> [YOUR GOAL]:
Collect every line below that contains the word "PathBuf".

DATA IN THIS EXERCISE Start Marker

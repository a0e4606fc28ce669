use terraems_quotation_lib::admin;
use terraems_quotation_lib::catalog;
use terraems_quotation_lib::core::{Config, Error, PaymentMode};
use terraems_quotation_lib::db::{Database, KeyValueStore, MemoryStore};
use terraems_quotation_lib::export::QuotationDocument;
use terraems_quotation_lib::pricing::PricingWarning;
use terraems_quotation_lib::quote::Configurator;

#[test]
fn test_full_session_against_sqlite_store() {
    let dir = tempfile::tempdir().unwrap();
    let config = Config::default();
    let mut db = Database::open(&dir.path().join("store.db")).unwrap();

    let pricing = catalog::load(&db);
    let mut session = Configurator::new(&pricing);
    assert_eq!(session.quotation().totals.total_monthly, 0.0);
    assert_eq!(session.quotation().totals.total_one_time, 0.0);

    session.set_meter_quantity("m1", "3").unwrap();
    assert_eq!(session.quotation().totals.total_monthly, 30.0);

    session.set_ai_opt_in(true);
    assert_eq!(session.quotation().totals.total_monthly, 60.0);

    session.set_edge_required(true);
    session.set_edge_quantity("2").unwrap();
    assert_eq!(session.quotation().totals.edge_monthly, 200.0);
    assert_eq!(session.quotation().totals.total_monthly, 260.0);

    session.set_edge_payment(PaymentMode::OneTime);
    assert_eq!(session.quotation().totals.total_monthly, 60.0);
    assert_eq!(session.quotation().totals.edge_one_time, 6000.0);

    session.select_service("s3", true).unwrap();
    session.set_service_quantity("s3", "50").unwrap();
    let s3 = &session.quotation().services[0];
    assert_eq!(s3.total, 100000.0);
    assert!(s3.minimum_applied);

    session.select_service("s2", true).unwrap();
    session.set_service_quantity("s2", "100").unwrap();
    session.select_service("s1", true).unwrap();
    session.set_service_quantity("s1", "3").unwrap();
    let totals = &session.quotation().totals;
    assert_eq!(totals.service_one_time, 6000.0 + 200000.0 + 100000.0);
    assert_eq!(totals.total_one_time, 6000.0 + 306000.0);

    let doc = QuotationDocument::new(
        session.quotation(),
        session.state(),
        &config.general,
        &config.document,
    );
    let path = doc.save(dir.path()).unwrap();
    let text = std::fs::read_to_string(path).unwrap();
    assert!(text.contains("(Min. applied)"));
    assert!(text.contains("Terms and Conditions"));

    // Admin raises the meter price; the running session picks it up on reload
    assert!(admin::login(&mut db, &config.admin, "admin", "password").unwrap());
    let mut edited = catalog::load(&db);
    edited.set_meter_rates("m1", None, Some(25.0)).unwrap();
    assert!(catalog::save(&mut db, &mut edited));
    admin::logout(&mut db).unwrap();
    assert!(!admin::is_active(&db));

    session.replace_catalog(&catalog::load(&db));
    assert_eq!(session.quotation().totals.meter_monthly, 75.0);
}

#[test]
fn test_stored_catalog_survives_reopen() {
    let dir = tempfile::tempdir().unwrap();
    let path = dir.path().join("store.db");

    {
        let mut db = Database::open(&path).unwrap();
        let mut pricing = catalog::load(&db);
        pricing.set_edge_rates(Some(150.0), None).unwrap();
        assert!(catalog::save(&mut db, &mut pricing));
    }

    let mut db = Database::open(&path).unwrap();
    assert_eq!(catalog::load(&db).edge_device.monthly_rate, 150.0);

    catalog::reset(&mut db).unwrap();
    assert_eq!(catalog::load(&db).edge_device.monthly_rate, 100.0);
}

#[test]
fn test_corrupt_record_falls_back_to_defaults() {
    let mut store = MemoryStore::new();
    store.set(catalog::PRICING_STORAGE_KEY, "{not json").unwrap();

    let pricing = catalog::load(&store);
    assert_eq!(pricing.meters.len(), 4);
    assert_eq!(pricing.edge_device.one_time_rate, 3000.0);
}

#[test]
fn test_save_failure_keeps_previous_record() {
    let mut store = MemoryStore::with_quota(64);
    let mut pricing = catalog::load(&store);
    pricing.set_meter_rates("m1", Some(99.0), None).unwrap();

    assert!(!catalog::save(&mut store, &mut pricing));
    assert!(store.get(catalog::PRICING_STORAGE_KEY).unwrap().is_none());
    assert_eq!(catalog::load(&store).meters[0].rate_no_ai, 10.0);
}

#[test]
fn test_ai_withdrawal_keeps_selection_with_warning() {
    let mut session = Configurator::new(&catalog::load(&MemoryStore::new()));

    assert!(matches!(
        session.select_service("s2", true),
        Err(Error::ServiceRequiresAi(_))
    ));

    session.set_ai_opt_in(true);
    session.select_service("s2", true).unwrap();
    assert_eq!(session.quotation().totals.service_one_time, 150000.0);

    session.set_ai_opt_in(false);
    assert!(session.state().service("s2").selected);
    assert_eq!(session.quotation().totals.service_one_time, 0.0);
    assert_eq!(
        session.quotation().warnings,
        vec![PricingWarning::ServiceRequiresAi("s2".to_string())]
    );
}
//! Key-value persistence
//!
//! The catalog record and the admin session flag are stored as string values
//! under fixed keys. Two backends:
//! - SQLite (`kv_store` table) for the CLI
//! - An in-memory map with an optional byte quota, used in tests and demos

use crate::core::{Error, Result};
use rusqlite::{params, Connection, OptionalExtension};
use std::collections::HashMap;
use std::path::Path;

/// String key-value store
pub trait KeyValueStore {
    fn get(&self, key: &str) -> Result<Option<String>>;
    fn set(&mut self, key: &str, value: &str) -> Result<()>;
    fn remove(&mut self, key: &str) -> Result<()>;
}

/// SQLite-backed store
pub struct Database {
    conn: Connection,
}

impl Database {
    /// Open (or create) the store at `path`
    pub fn open(path: &Path) -> Result<Self> {
        if let Some(parent) = path.parent() {
            if !parent.as_os_str().is_empty() {
                std::fs::create_dir_all(parent)?;
            }
        }
        let conn = Connection::open(path)?;

        let db = Self { conn };
        db.init_schema()?;

        log::debug!("Opened store at {}", path.display());
        Ok(db)
    }

    /// Open a throwaway in-memory database
    pub fn open_in_memory() -> Result<Self> {
        let db = Self {
            conn: Connection::open_in_memory()?,
        };
        db.init_schema()?;
        Ok(db)
    }

    /// Initialize database schema
    fn init_schema(&self) -> Result<()> {
        self.conn.execute_batch(
            r#"
            CREATE TABLE IF NOT EXISTS kv_store (
                key TEXT PRIMARY KEY,
                value TEXT NOT NULL,
                updated_at INTEGER NOT NULL
            );
            "#,
        )?;

        Ok(())
    }
}

impl KeyValueStore for Database {
    fn get(&self, key: &str) -> Result<Option<String>> {
        let value = self
            .conn
            .query_row(
                "SELECT value FROM kv_store WHERE key = ?1",
                params![key],
                |row| row.get(0),
            )
            .optional()?;
        Ok(value)
    }

    fn set(&mut self, key: &str, value: &str) -> Result<()> {
        let now = chrono::Utc::now().timestamp();
        self.conn.execute(
            r#"INSERT INTO kv_store (key, value, updated_at)
               VALUES (?1, ?2, ?3)
               ON CONFLICT(key) DO UPDATE SET
                   value = ?2,
                   updated_at = ?3"#,
            params![key, value, now],
        )?;
        Ok(())
    }

    fn remove(&mut self, key: &str) -> Result<()> {
        self.conn
            .execute("DELETE FROM kv_store WHERE key = ?1", params![key])?;
        Ok(())
    }
}

/// In-memory store with an optional capacity in bytes (keys + values)
#[derive(Debug, Default)]
pub struct MemoryStore {
    entries: HashMap<String, String>,
    quota: Option<usize>,
}

impl MemoryStore {
    pub fn new() -> Self {
        Self::default()
    }

    /// Store that rejects writes once `quota` bytes would be exceeded
    pub fn with_quota(quota: usize) -> Self {
        Self {
            entries: HashMap::new(),
            quota: Some(quota),
        }
    }

    fn used_bytes_without(&self, key: &str) -> usize {
        self.entries
            .iter()
            .filter(|(k, _)| k.as_str() != key)
            .map(|(k, v)| k.len() + v.len())
            .sum()
    }
}

impl KeyValueStore for MemoryStore {
    fn get(&self, key: &str) -> Result<Option<String>> {
        Ok(self.entries.get(key).cloned())
    }

    fn set(&mut self, key: &str, value: &str) -> Result<()> {
        if let Some(quota) = self.quota {
            let needed = key.len() + value.len();
            let available = quota.saturating_sub(self.used_bytes_without(key));
            if needed > available {
                return Err(Error::StorageQuota { needed, available });
            }
        }
        self.entries.insert(key.to_string(), value.to_string());
        Ok(())
    }

    fn remove(&mut self, key: &str) -> Result<()> {
        self.entries.remove(key);
        Ok(())
    }
}

#[cfg(test)]
mod tests {
    use super::*;

    #[test]
    fn test_sqlite_set_get_remove() {
        let mut db = Database::open_in_memory().unwrap();

        assert_eq!(db.get("missing").unwrap(), None);

        db.set("k", "one").unwrap();
        db.set("k", "two").unwrap();
        assert_eq!(db.get("k").unwrap().as_deref(), Some("two"));

        db.remove("k").unwrap();
        assert_eq!(db.get("k").unwrap(), None);
    }

    #[test]
    fn test_sqlite_persists_across_connections() {
        let dir = tempfile::tempdir().unwrap();
        let path = dir.path().join("store.db");

        {
            let mut db = Database::open(&path).unwrap();
            db.set("terraems_admin_session", "true").unwrap();
        }

        let db = Database::open(&path).unwrap();
        assert_eq!(
            db.get("terraems_admin_session").unwrap().as_deref(),
            Some("true")
        );
    }

    #[test]
    fn test_memory_quota() {
        let mut store = MemoryStore::with_quota(10);

        store.set("ab", "12345678").unwrap();
        // Overwriting the same key only counts the new value
        store.set("ab", "87654321").unwrap();

        let err = store.set("c", "x").unwrap_err();
        assert!(matches!(err, Error::StorageQuota { needed: 2, available: 0 }));
        assert_eq!(store.get("ab").unwrap().as_deref(), Some("87654321"));
    }
}
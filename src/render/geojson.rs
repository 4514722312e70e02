// Copyright 2023-5 Seth Pendergrass. See LICENSE.

//! GeoJSON (RFC 7946) output: one `Point` per photo plus the `LineString`
//! joining them.

use serde_json::json;

use super::RouteRenderer;
use crate::{itinerary::Itinerary, prim::POINT_DATETIME_FMT};

pub struct GeoJsonRenderer;

impl RouteRenderer for GeoJsonRenderer {
  fn file_name(&self) -> &'static str {
    "route.geojson"
  }

  fn render(&self, itinerary: &Itinerary) -> String {
    // GeoJSON positions are longitude first.
    let positions = itinerary
      .points()
      .iter()
      .map(|p| json!([p.longitude, p.latitude]))
      .collect::<Vec<_>>();

    let mut features = itinerary
      .points()
      .iter()
      .zip(&positions)
      .enumerate()
      .map(|(i, (p, position))| {
        json!({
          "type": "Feature",
          "geometry": { "type": "Point", "coordinates": position },
          "properties": {
            "number": i + 1,
            "filename": p.filename,
            "timestamp": p.timestamp.map(|t| t.format(POINT_DATETIME_FMT).to_string()),
          },
        })
      })
      .collect::<Vec<_>>();

    features.push(json!({
      "type": "Feature",
      "geometry": { "type": "LineString", "coordinates": positions },
      "properties": { "name": "route" },
    }));

    let collection = json!({ "type": "FeatureCollection", "features": features });

    format!("{collection:#}\n")
  }
}
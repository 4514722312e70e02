// Copyright 2023-5 Seth Pendergrass. See LICENSE.

//! Helper for setting up test directories with photos and other files.

use std::{
  env, fs,
  path::{Path, PathBuf},
  sync::LazyLock,
};

use super::ExifJpeg;

static TEST_ROOT: LazyLock<PathBuf> =
  LazyLock::new(|| env::temp_dir().join(format!("{}_tests", env!("CARGO_PKG_NAME"))));

/// Scratch directory for tests needing actual files. Removed on drop.
pub struct TestDir {
  root: PathBuf,
}

impl TestDir {
  /// Creates an empty directory under `TEST_ROOT`. Note: Prefer using
  /// `test_dir!()` macro.
  pub fn new(test_path: PathBuf) -> Self {
    let root_rel = TEST_ROOT.join(test_path);
    if root_rel.exists() {
      fs::remove_dir_all(&root_rel).unwrap();
    }
    fs::create_dir_all(&root_rel).unwrap();

    let root = root_rel.canonicalize().unwrap();

    Self { root }
  }

  /// Writes `contents` to `file`, creating parent directories.
  pub fn add_file(&self, file: impl AsRef<Path>, contents: &[u8]) -> PathBuf {
    let full_path = self.get_path(file);

    assert!(!full_path.exists(), "File already exists: {full_path:?}");
    fs::create_dir_all(full_path.parent().unwrap()).unwrap();
    fs::write(&full_path, contents).unwrap();

    full_path
  }

  pub fn add_jpeg(&self, file: impl AsRef<Path>, jpeg: &ExifJpeg) -> PathBuf {
    self.add_file(file, &jpeg.to_bytes())
  }

  pub fn get_path(&self, file: impl AsRef<Path>) -> PathBuf {
    self.root.join(file)
  }

  pub fn root(&self) -> &Path {
    &self.root
  }
}

impl Drop for TestDir {
  fn drop(&mut self) {
    // Leftovers are cleared by the next run of the same test.
    let _ = fs::remove_dir_all(&self.root);
  }
}

#[macro_export]
macro_rules! test_path {
  () => {{
    // HACK: Get module hierarchy for caller.
    let mut function = $crate::testing::type_of(|| ()).rsplit("::");
    // 0th element is `{closure}`.
    let case = function.nth(1).unwrap();
    let suite = function.next().unwrap();
    let module = function.next().unwrap();

    std::path::PathBuf::from(format!("{module}/{suite}/{case}"))
  }};
}

#[macro_export]
macro_rules! test_dir {
  () => {
    $crate::testing::TestDir::new($crate::test_path!())
  };
}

DATA IN THIS EXERCISE End Marker

> [OUTPUT FOR THIS TASK]:
  path::{Path, PathBuf},
static TEST_ROOT: LazyLock<PathBuf> =
  root: PathBuf,
  pub fn new(test_path: PathBuf) -> Self {
  pub fn add_file(&self, file: impl AsRef<Path>, contents: &[u8]) -> PathBuf {
  pub fn add_jpeg(&self, file: impl AsRef<Path>, jpeg: &ExifJpeg) -> PathBuf {
  pub fn get_path(&self, file: impl AsRef<Path>) -> PathBuf {
    std::path::PathBuf::from(format!("{module}/{suite}/{case}"))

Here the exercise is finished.